Exercise directions> Lift out, unaltered, the lines of the material below between the line holding "the existing list." and the line holding "record.notify_mode = NotifyMode::JoinOnly;", counting both.

Extracted information>
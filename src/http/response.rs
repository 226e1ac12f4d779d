use bytes::Bytes;
use thiserror::Error;

use crate::handler::Value;
use crate::http::request::HeaderValue;

/// A validated response, converted from the loosely-typed value a handler
/// finished with.
///
/// The closed set of variants replaces runtime shape dispatch: anything a
/// handler can legally ask for is one of these, and everything else is
/// rejected as a [`ShapeError`] at conversion time.
#[derive(Debug, Clone, PartialEq)]
pub enum Response {
    /// An ordinary status/headers/body response written by the core
    Generic {
        status: i64,
        headers: Vec<(String, HeaderValue)>,
        body: Bytes,
    },
    /// Serve files under a document root, delegated to the file-serving
    /// collaborator; `None` means no root was configured
    ServeStatic { root: Option<String> },
    /// Serve exactly one file with the given MIME type
    ServeFile { path: String, mime: String },
}

/// Why a handler value could not be honored as a response.
///
/// These never propagate: the dispatcher downgrades every variant to a fixed
/// 500 response. The distinction only controls whether the 500 carries a
/// diagnostic body.
#[derive(Debug, Clone, PartialEq, Eq, Error)]
pub enum ShapeError {
    #[error("response value is not a mapping")]
    NotAMapping,
    #[error("expected string file value to serve a file")]
    BadFilePath,
    #[error("status must be nil or an integer")]
    BadStatus,
    #[error("headers must be nil or a mapping")]
    BadHeaders,
    #[error("body must be nil, a string, or bytes")]
    BadBody,
}

impl Response {
    /// Interprets a handler's final value.
    ///
    /// Priority order: a mapping with `kind = "static"` or `kind = "file"` is
    /// a serving directive; any other mapping is the generic shape with
    /// optional `status` (default 200), `headers`, and `body`; any non-mapping
    /// value is malformed. Unrecognized `kind` strings fall through to the
    /// generic shape.
    pub fn from_value(value: &Value) -> Result<Response, ShapeError> {
        let Value::Map(_) = value else {
            return Err(ShapeError::NotAMapping);
        };

        if let Some(kind) = value.get("kind").and_then(Value::as_str) {
            match kind {
                "static" => {
                    let root = value
                        .get("root")
                        .and_then(Value::as_str)
                        .map(str::to_string);
                    return Ok(Response::ServeStatic { root });
                }
                "file" => {
                    let Some(path) = value.get("file").and_then(Value::as_str) else {
                        return Err(ShapeError::BadFilePath);
                    };
                    let mime = value
                        .get("mime")
                        .and_then(Value::as_str)
                        .unwrap_or("text/plain");
                    return Ok(Response::ServeFile {
                        path: path.to_string(),
                        mime: mime.to_string(),
                    });
                }
                _ => {}
            }
        }

        let status = match value.get("status") {
            None | Some(Value::Nil) => 200,
            Some(Value::Int(code)) => *code,
            Some(_) => return Err(ShapeError::BadStatus),
        };

        let headers = match value.get("headers") {
            None | Some(Value::Nil) => Vec::new(),
            Some(Value::Map(entries)) => entries
                .iter()
                .map(|(name, v)| (name.clone(), header_value(v)))
                .collect(),
            Some(_) => return Err(ShapeError::BadHeaders),
        };

        let body = match value.get("body") {
            None | Some(Value::Nil) => Bytes::new(),
            Some(Value::Bytes(b)) => b.clone(),
            Some(Value::Str(s)) => Bytes::copy_from_slice(s.as_bytes()),
            Some(_) => return Err(ShapeError::BadBody),
        };

        Ok(Response::Generic {
            status,
            headers,
            body,
        })
    }
}

/// A sequence becomes a multi-valued header (one line per element on the
/// wire); anything else is stringified into a single value.
fn header_value(v: &Value) -> HeaderValue {
    match v {
        Value::Seq(items) => HeaderValue::Multi(items.iter().map(Value::to_string).collect()),
        other => HeaderValue::Single(other.to_string()),
    }
}
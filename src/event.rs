//! Structured event values delivered to handlers on resume.

use bytes::Bytes;

use crate::engine::ConnId;
use crate::http::request::HttpRequest;

/// The input a handler is resumed with.
///
/// `Connected` is delivered exactly once, when the handler is driven to its
/// first suspension point at bind or accept time; everything after that is a
/// protocol event.
#[derive(Debug, Clone, PartialEq)]
pub enum EventValue {
    /// The handler's connection is live and events will follow
    Connected { connection: ConnId },
    /// A complete HTTP request arrived on the connection
    HttpRequest(HttpRequest),
    /// A WebSocket lifecycle or message event
    WebSocket(WebSocketEvent),
}

/// One WebSocket occurrence on a connection. The protocol tag of these events
/// is always `"websocket"`.
#[derive(Debug, Clone, PartialEq)]
pub struct WebSocketEvent {
    pub kind: WsEventKind,
    pub connection: ConnId,
}

#[derive(Debug, Clone, PartialEq)]
pub enum WsEventKind {
    /// Upgrade handshake completed
    Open,
    /// A data frame arrived; payload only exists for this kind
    Message(Bytes),
    /// The connection closed
    Close,
}
//! Online Presence Cache: the process-wide set of usernames currently on
//! the server. Only current membership matters; no history is kept.

use std::collections::HashSet;
use std::sync::{PoisonError, RwLock};

use herald_types::events::{EventKind, PresenceEvent};
use tracing::debug;

use crate::Casing;

pub struct OnlineSet {
    casing: Casing,
    inner: RwLock<HashSet<String>>,
}

impl OnlineSet {
    pub fn new(casing: Casing) -> Self {
        Self {
            casing,
            inner: RwLock::new(HashSet::new()),
        }
    }

    /// Replace the whole membership, used to seed the cache from the
    /// presence source's online snapshot at startup.
    pub fn seed<I>(&self, usernames: I)
    where
        I: IntoIterator<Item = String>,
    {
        let fresh: HashSet<String> = usernames
            .into_iter()
            .map(|u| self.casing.canon(&u))
            .collect();
        debug!("Seeded online cache with {} users", fresh.len());
        *self.write() = fresh;
    }

    /// Update membership for one event. Duplicate joins and leaves for
    /// absent usernames are no-ops, so duplicate transport delivery cannot
    /// corrupt the cache.
    pub fn apply(&self, event: &PresenceEvent) {
        let key = self.casing.canon(&event.username);
        match event.kind {
            EventKind::Join => {
                self.write().insert(key);
            }
            EventKind::Leave => {
                self.write().remove(&key);
            }
        }
    }

    pub fn is_online(&self, username: &str) -> bool {
        self.read().contains(&self.casing.canon(username))
    }

    // The guarded value is a plain HashSet; a poisoned lock still holds a
    // usable set, so recover instead of propagating.
    fn read(&self) -> std::sync::RwLockReadGuard<'_, HashSet<String>> {
        self.inner.read().unwrap_or_else(PoisonError::into_inner)
    }

    fn write(&self) -> std::sync::RwLockWriteGuard<'_, HashSet<String>> {
        self.inner.write().unwrap_or_else(PoisonError::into_inner)
    }
}
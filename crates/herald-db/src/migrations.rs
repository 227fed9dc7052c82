use anyhow::Result;
use rusqlite::Connection;
use tracing::info;

pub fn run(conn: &Connection) -> Result<()> {
    conn.execute_batch(
        "
        CREATE TABLE IF NOT EXISTS subscribers (
            chat_id         INTEGER PRIMARY KEY,
            language        TEXT NOT NULL DEFAULT 'en',
            notify_mode     TEXT NOT NULL DEFAULT 'all',
            mute_mode       TEXT NOT NULL DEFAULT 'blocklist',
            muted_usernames TEXT NOT NULL DEFAULT '[]',
            noon_enabled    INTEGER NOT NULL DEFAULT 0,
            linked_username TEXT,
            created_at      TEXT NOT NULL
        );

        CREATE INDEX IF NOT EXISTS idx_subscribers_linked
            ON subscribers(linked_username);

        CREATE TABLE IF NOT EXISTS link_tokens (
            id          TEXT PRIMARY KEY,
            purpose     TEXT NOT NULL,
            username    TEXT,
            issued_at   TEXT NOT NULL,
            expires_at  TEXT NOT NULL,
            consumed    INTEGER NOT NULL DEFAULT 0
        );

        CREATE INDEX IF NOT EXISTS idx_link_tokens_expiry
            ON link_tokens(expires_at);
        ",
    )?;

    info!("Database migrations complete");
    Ok(())
}
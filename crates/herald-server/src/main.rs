mod commands;
mod routes;
mod telegram;

use std::collections::HashSet;
use std::net::SocketAddr;
use std::path::PathBuf;
use std::sync::Arc;

use anyhow::Context;
use axum::routing::{post, put};
use axum::Router;
use herald_engine::dispatcher::Dispatcher;
use herald_engine::pipeline::{PresencePipeline, PRESENCE_QUEUE_DEPTH};
use herald_engine::presence::OnlineSet;
use herald_engine::routing::{Router as EventRouter, RouterConfig};
use herald_engine::tokens::LinkTokenService;
use herald_engine::Casing;
use tokio::sync::mpsc;
use tower_http::trace::TraceLayer;
use tracing::{info, warn};

use crate::routes::{AppState, AppStateInner};
use crate::telegram::TelegramTransport;

#[tokio::main]
async fn main() -> anyhow::Result<()> {
    // Load .env if present
    let _ = dotenvy::dotenv();

    // Init logging
    tracing_subscriber::fmt()
        .with_env_filter(
            tracing_subscriber::EnvFilter::try_from_default_env()
                .unwrap_or_else(|_| "herald=debug,tower_http=debug".into()),
        )
        .init();

    // Config
    let db_path = env_or("HERALD_DB_PATH", "herald.db");
    let host = env_or("HERALD_HOST", "0.0.0.0");
    let port: u16 = env_or("HERALD_PORT", "3000").parse()?;
    let tg_token =
        std::env::var("HERALD_TG_TOKEN").context("HERALD_TG_TOKEN must be set")?;
    let tg_api_base = env_or("HERALD_TG_API_BASE", "https://api.telegram.org");
    let bot_username = env_or("HERALD_BOT_USERNAME", "herald_bot");
    let server_name = env_or("HERALD_SERVER_NAME", "the server");
    let token_ttl_secs: i64 = env_or("HERALD_TOKEN_TTL_SECS", "300").parse()?;
    let fanout_limit: usize = env_or("HERALD_FANOUT_LIMIT", "8").parse()?;
    let send_retries: u32 = env_or("HERALD_SEND_RETRIES", "3").parse()?;
    let case_insensitive: bool = env_or("HERALD_CASE_INSENSITIVE", "false").parse()?;
    let ignored_usernames: HashSet<String> = env_or("HERALD_IGNORE_USERNAMES", "")
        .split(',')
        .map(str::trim)
        .filter(|s| !s.is_empty())
        .map(str::to_string)
        .collect();

    let casing = if case_insensitive {
        Casing::Insensitive
    } else {
        Casing::Sensitive
    };

    // Init database
    let db = Arc::new(herald_db::Database::open(&PathBuf::from(&db_path))?);
    if let Err(e) = db.purge_stale_tokens(chrono::Utc::now()) {
        warn!("Failed to purge stale link tokens: {e}");
    }

    // Core components
    let online = Arc::new(OnlineSet::new(casing));
    let transport = Arc::new(TelegramTransport::new(
        tg_api_base,
        tg_token,
        server_name,
    )?);
    let router = EventRouter::new(
        Arc::clone(&db),
        Arc::clone(&online),
        RouterConfig {
            ignored_usernames,
            casing,
        },
    );
    let dispatcher = Dispatcher::new(
        Arc::clone(&db),
        Arc::clone(&transport),
        fanout_limit,
        send_retries,
    );
    let tokens = LinkTokenService::new(Arc::clone(&db), token_ttl_secs);

    // Presence worker: one sequential consumer keeps per-username ordering.
    let (events_tx, events_rx) = mpsc::channel(PRESENCE_QUEUE_DEPTH);
    let pipeline = PresencePipeline::new(Arc::clone(&online), router, dispatcher);
    tokio::spawn(pipeline.run(events_rx));

    let state: AppState = Arc::new(AppStateInner {
        db,
        online,
        tokens,
        transport,
        events_tx,
        bot_username,
    });

    // Routes
    let app = Router::new()
        .route("/presence/events", post(routes::ingest_event))
        .route("/presence/online", put(routes::seed_online))
        .route("/links", post(routes::issue_link))
        .route("/telegram/webhook", post(routes::telegram_webhook))
        .with_state(state)
        .layer(TraceLayer::new_for_http());

    let addr: SocketAddr = format!("{}:{}", host, port).parse()?;
    info!("Herald listening on {}", addr);

    let listener = tokio::net::TcpListener::bind(addr).await?;
    axum::serve(listener, app).await?;

    Ok(())
}

fn env_or(key: &str, default: &str) -> String {
    std::env::var(key).unwrap_or_else(|_| default.into())
}
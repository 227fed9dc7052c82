//! Mute List Evaluator: the pure per-subscriber filter.

use herald_types::events::{EventKind, PresenceEvent};
use herald_types::models::{MuteMode, NotifyMode, SubscriberRecord};

use crate::Casing;

/// Should this subscriber be considered for a notification at all?
///
/// The notify-mode gate runs first, then the mute set. In blocklist mode a
/// listed username is suppressed; in allowlist mode only listed usernames
/// get through. It is the same set either way — switching modes
/// reinterprets the existing list.
pub fn should_consider(record: &SubscriberRecord, event: &PresenceEvent, casing: Casing) -> bool {
    match record.notify_mode {
        NotifyMode::None => return false,
        NotifyMode::JoinOnly if event.kind != EventKind::Join => return false,
        NotifyMode::LeaveOnly if event.kind != EventKind::Leave => return false,
        _ => {}
    }

    let target = casing.canon(&event.username);
    let listed = record
        .muted_usernames
        .iter()
        .any(|name| casing.canon(name) == target);

    match record.mute_mode {
        MuteMode::Blocklist => !listed,
        MuteMode::Allowlist => listed,
    }
}

#[cfg(test)]
mod tests {
    use super::*;

    fn subscriber() -> SubscriberRecord {
        SubscriberRecord::new(1)
    }

    fn join(name: &str) -> PresenceEvent {
        PresenceEvent::new(name, EventKind::Join)
    }

    fn leave(name: &str) -> PresenceEvent {
        PresenceEvent::new(name, EventKind::Leave)
    }

    #[test]
    fn notify_mode_none_suppresses_everything() {
        let mut record = subscriber();
        record.notify_mode = NotifyMode::None;

        assert!(!should_consider(&record, &join("alice"), Casing::Sensitive));
        assert!(!should_consider(&record, &leave("alice"), Casing::Sensitive));
    }

    #[test]
    fn join_only_and_leave_only_match_the_event_kind() {
        let mut record = subscriber();

        record.notify_mode = NotifyMode::JoinOnly;
        assert!(should_consider(&record, &join("alice"), Casing::Sensitive));
        assert!(!should_consider(&record, &leave("alice"), Casing::Sensitive));

        record.notify_mode = NotifyMode::LeaveOnly;
        assert!(!should_consider(&record, &join("alice"), Casing::Sensitive));
        assert!(should_consider(&record, &leave("alice"), Casing::Sensitive));
    }

    #[test]
    fn blocklist_suppresses_listed_usernames() {
        let mut record = subscriber();
        record.muted_usernames.insert("bob".to_string());

        assert!(!should_consider(&record, &join("bob"), Casing::Sensitive));
        assert!(should_consider(&record, &join("alice"), Casing::Sensitive));
    }

    #[test]
    fn allowlist_reinterprets_the_same_set() {
        let mut record = subscriber();
        record.mute_mode = MuteMode::Allowlist;
        record.muted_usernames.insert("carol".to_string());

        assert!(should_consider(&record, &join("carol"), Casing::Sensitive));
        assert!(!should_consider(&record, &join("dave"), Casing::Sensitive));
    }

    #[test]
    fn casing_policy_applies_to_the_mute_set() {
        let mut record = subscriber();
        record.muted_usernames.insert("Bob".to_string());

        assert!(should_consider(&record, &join("bob"), Casing::Sensitive));
        assert!(!should_consider(&record, &join("bob"), Casing::Insensitive));
    }
}
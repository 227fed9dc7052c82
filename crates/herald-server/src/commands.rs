//! Telegram-side preference commands. Every command goes through the
//! registry's atomic update and only ever touches an existing record —
//! becoming a subscriber in the first place is token-gated.

use herald_db::{Database, StoreError};
use herald_types::models::{MuteMode, NotifyMode, SubscriberRecord};
use tracing::error;

const NOT_SUBSCRIBED: &str = "You are not subscribed to notifications.";
const TRY_LATER: &str = "An error occurred. Please try again later.";

/// Run one text command for `chat_id`. `None` means the text is not a
/// command we know; the webhook stays silent for those.
pub fn execute(db: &Database, chat_id: i64, text: &str) -> Option<String> {
    let mut parts = text.split_whitespace();
    let command = parts.next()?;
    let arg = parts.next();

    let reply = match command {
        "/mute" => {
            let Some(name) = arg else {
                return Some("Usage: /mute <username>".to_string());
            };
            match update(db, chat_id, |mut r| {
                r.muted_usernames.insert(name.to_string());
                r
            }) {
                Ok(_) => format!("{name} added to your mute list."),
                Err(reply) => reply,
            }
        }
        "/unmute" => {
            let Some(name) = arg else {
                return Some("Usage: /unmute <username>".to_string());
            };
            let mut removed = false;
            match update(db, chat_id, |mut r| {
                removed = r.muted_usernames.remove(name);
                r
            }) {
                Ok(_) if removed => format!("{name} removed from your mute list."),
                Ok(_) => format!("{name} is not in your mute list."),
                Err(reply) => reply,
            }
        }
        "/mutemode" => {
            let mode = match arg {
                Some("blocklist") => MuteMode::Blocklist,
                Some("allowlist") => MuteMode::Allowlist,
                _ => return Some("Usage: /mutemode <blocklist|allowlist>".to_string()),
            };
            // The mute list itself is kept; the mode reinterprets it.
            match update(db, chat_id, |mut r| {
                r.mute_mode = mode;
                r
            }) {
                Ok(r) => match r.mute_mode {
                    MuteMode::Blocklist => {
                        "Mute list now blocks the listed users.".to_string()
                    }
                    MuteMode::Allowlist => {
                        "Mute list now allows only the listed users.".to_string()
                    }
                },
                Err(reply) => reply,
            }
        }
        "/mode" => {
            let mode = match arg {
                Some("all") => NotifyMode::All,
                Some("join") => NotifyMode::JoinOnly,
                Some("leave") => NotifyMode::LeaveOnly,
                Some("none") => NotifyMode::None,
                _ => return Some("Usage: /mode <all|join|leave|none>".to_string()),
            };
            match update(db, chat_id, |mut r| {
                r.notify_mode = mode;
                r
            }) {
                // arg is present whenever mode parsed
                Ok(_) => format!("Notification mode set to {}.", arg.unwrap_or_default()),
                Err(reply) => reply,
            }
        }
        "/noon" => match arg {
            Some("off") => match update(db, chat_id, |mut r| {
                r.noon_enabled = false;
                r
            }) {
                Ok(_) => "Not-on-online disabled.".to_string(),
                Err(reply) => reply,
            },
            Some("on") => {
                let mut linked = false;
                match update(db, chat_id, |mut r| {
                    linked = r.linked_username.is_some();
                    if linked {
                        r.noon_enabled = true;
                    }
                    r
                }) {
                    Ok(_) if linked => "Not-on-online enabled.".to_string(),
                    Ok(_) => {
                        "Link your server account first: use the not-on-online command on the server to get a link."
                            .to_string()
                    }
                    Err(reply) => reply,
                }
            }
            _ => "Usage: /noon <on|off>".to_string(),
        },
        _ => return None,
    };

    Some(reply)
}

/// Registry update with the shared failure replies. `Err` carries the text
/// to send back.
fn update<F>(db: &Database, chat_id: i64, mutate: F) -> Result<SubscriberRecord, String>
where
    F: FnOnce(SubscriberRecord) -> SubscriberRecord,
{
    db.update_subscriber(chat_id, mutate).map_err(|e| match e {
        StoreError::NotFound => NOT_SUBSCRIBED.to_string(),
        e => {
            error!("Preference command failed for {chat_id}: {e}");
            TRY_LATER.to_string()
        }
    })
}
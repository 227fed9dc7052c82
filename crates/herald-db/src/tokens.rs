//! Link-token rows. The check-and-set in `mark_consumed` is what makes a
//! token single-use: the UPDATE only matches while `consumed = 0`, so under
//! two racing redemptions exactly one caller sees a changed row.

use chrono::{DateTime, Utc};
use herald_types::models::LinkToken;
use rusqlite::{Connection, OptionalExtension};
use tracing::debug;

use crate::models::TokenRow;
use crate::{Database, StoreError};

pub fn insert_token(conn: &Connection, token: &LinkToken) -> Result<(), StoreError> {
    let row = TokenRow::from(token);
    conn.execute(
        "INSERT INTO link_tokens (id, purpose, username, issued_at, expires_at, consumed)
         VALUES (?1, ?2, ?3, ?4, ?5, ?6)",
        rusqlite::params![
            row.id,
            row.purpose,
            row.username,
            row.issued_at,
            row.expires_at,
            row.consumed,
        ],
    )?;
    Ok(())
}

pub fn load_token(conn: &Connection, id: &str) -> Result<Option<LinkToken>, StoreError> {
    let row = conn
        .query_row(
            "SELECT id, purpose, username, issued_at, expires_at, consumed
             FROM link_tokens WHERE id = ?1",
            [id],
            |row| {
                Ok(TokenRow {
                    id: row.get(0)?,
                    purpose: row.get(1)?,
                    username: row.get(2)?,
                    issued_at: row.get(3)?,
                    expires_at: row.get(4)?,
                    consumed: row.get(5)?,
                })
            },
        )
        .optional()?;

    row.map(LinkToken::try_from).transpose()
}

/// ISSUED -> CONSUMED transition. Returns false when the token was already
/// consumed (the second caller of a race lands here).
pub fn mark_consumed(conn: &Connection, id: &str) -> Result<bool, StoreError> {
    let changed = conn.execute(
        "UPDATE link_tokens SET consumed = 1 WHERE id = ?1 AND consumed = 0",
        [id],
    )?;
    Ok(changed > 0)
}

pub fn remove_token(conn: &Connection, id: &str) -> Result<bool, StoreError> {
    let changed = conn.execute("DELETE FROM link_tokens WHERE id = ?1", [id])?;
    Ok(changed > 0)
}

impl Database {
    /// Drop tokens that can never mutate the registry again: consumed ones
    /// and ones past their expiry. Called at startup; expiry itself is
    /// evaluated lazily at consumption, never by a background sweep.
    pub fn purge_stale_tokens(&self, now: DateTime<Utc>) -> Result<usize, StoreError> {
        let purged = self.with_conn(|conn| {
            let changed = conn.execute(
                "DELETE FROM link_tokens WHERE consumed = 1 OR expires_at < ?1",
                [now.to_rfc3339()],
            )?;
            Ok(changed)
        })?;

        if purged > 0 {
            debug!("Purged {purged} stale link tokens");
        }
        Ok(purged)
    }
}
use serde::{Deserialize, Serialize};

use crate::events::{EventKind, PresenceEvent};
use crate::models::TokenPurpose;

// -- Presence ingest --

#[derive(Debug, Deserialize)]
#[serde(deny_unknown_fields)]
pub struct PresenceEventRequest {
    pub username: String,
    pub kind: EventKind,
}

impl From<PresenceEventRequest> for PresenceEvent {
    fn from(req: PresenceEventRequest) -> Self {
        PresenceEvent::new(req.username, req.kind)
    }
}

/// Full online roster, used to seed the cache at connector startup.
#[derive(Debug, Deserialize)]
#[serde(deny_unknown_fields)]
pub struct OnlineSnapshotRequest {
    pub usernames: Vec<String>,
}

// -- Link issuance --

#[derive(Debug, Deserialize)]
#[serde(deny_unknown_fields)]
pub struct IssueLinkRequest {
    pub purpose: TokenPurpose,
    pub username: Option<String>,
}

#[derive(Debug, Serialize)]
pub struct IssueLinkResponse {
    pub token: String,
    pub deep_link: String,
}

// -- Telegram webhook (the minimal slice of an Update we act on) --

#[derive(Debug, Deserialize)]
pub struct TelegramUpdate {
    pub update_id: i64,
    pub message: Option<TelegramMessage>,
}

#[derive(Debug, Deserialize)]
pub struct TelegramMessage {
    pub from: Option<TelegramUser>,
    pub text: Option<String>,
}

#[derive(Debug, Deserialize)]
pub struct TelegramUser {
    pub id: i64,
}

Answer space>
/// reinterprets the existing list.
pub fn should_consider(record: &SubscriberRecord, event: &PresenceEvent, casing: Casing) -> bool {
    match record.notify_mode {
        NotifyMode::None => return false,
        NotifyMode::JoinOnly if event.kind != EventKind::Join => return false,
        NotifyMode::LeaveOnly if event.kind != EventKind::Leave => return false,
        _ => {}
    }

    let target = casing.canon(&event.username);
    let listed = record
        .muted_usernames
        .iter()
        .any(|name| casing.canon(name) == target);

    match record.mute_mode {
        MuteMode::Blocklist => !listed,
        MuteMode::Allowlist => listed,
    }
}

#[cfg(test)]
mod tests {
    use super::*;

    fn subscriber() -> SubscriberRecord {
        SubscriberRecord::new(1)
    }

    fn join(name: &str) -> PresenceEvent {
        PresenceEvent::new(name, EventKind::Join)
    }

    fn leave(name: &str) -> PresenceEvent {
        PresenceEvent::new(name, EventKind::Leave)
    }

    #[test]
    fn notify_mode_none_suppresses_everything() {
        let mut record = subscriber();
        record.notify_mode = NotifyMode::None;

        assert!(!should_consider(&record, &join("alice"), Casing::Sensitive));
        assert!(!should_consider(&record, &leave("alice"), Casing::Sensitive));
    }

    #[test]
    fn join_only_and_leave_only_match_the_event_kind() {
        let mut record = subscriber();

        record.notify_mode = NotifyMode::JoinOnly;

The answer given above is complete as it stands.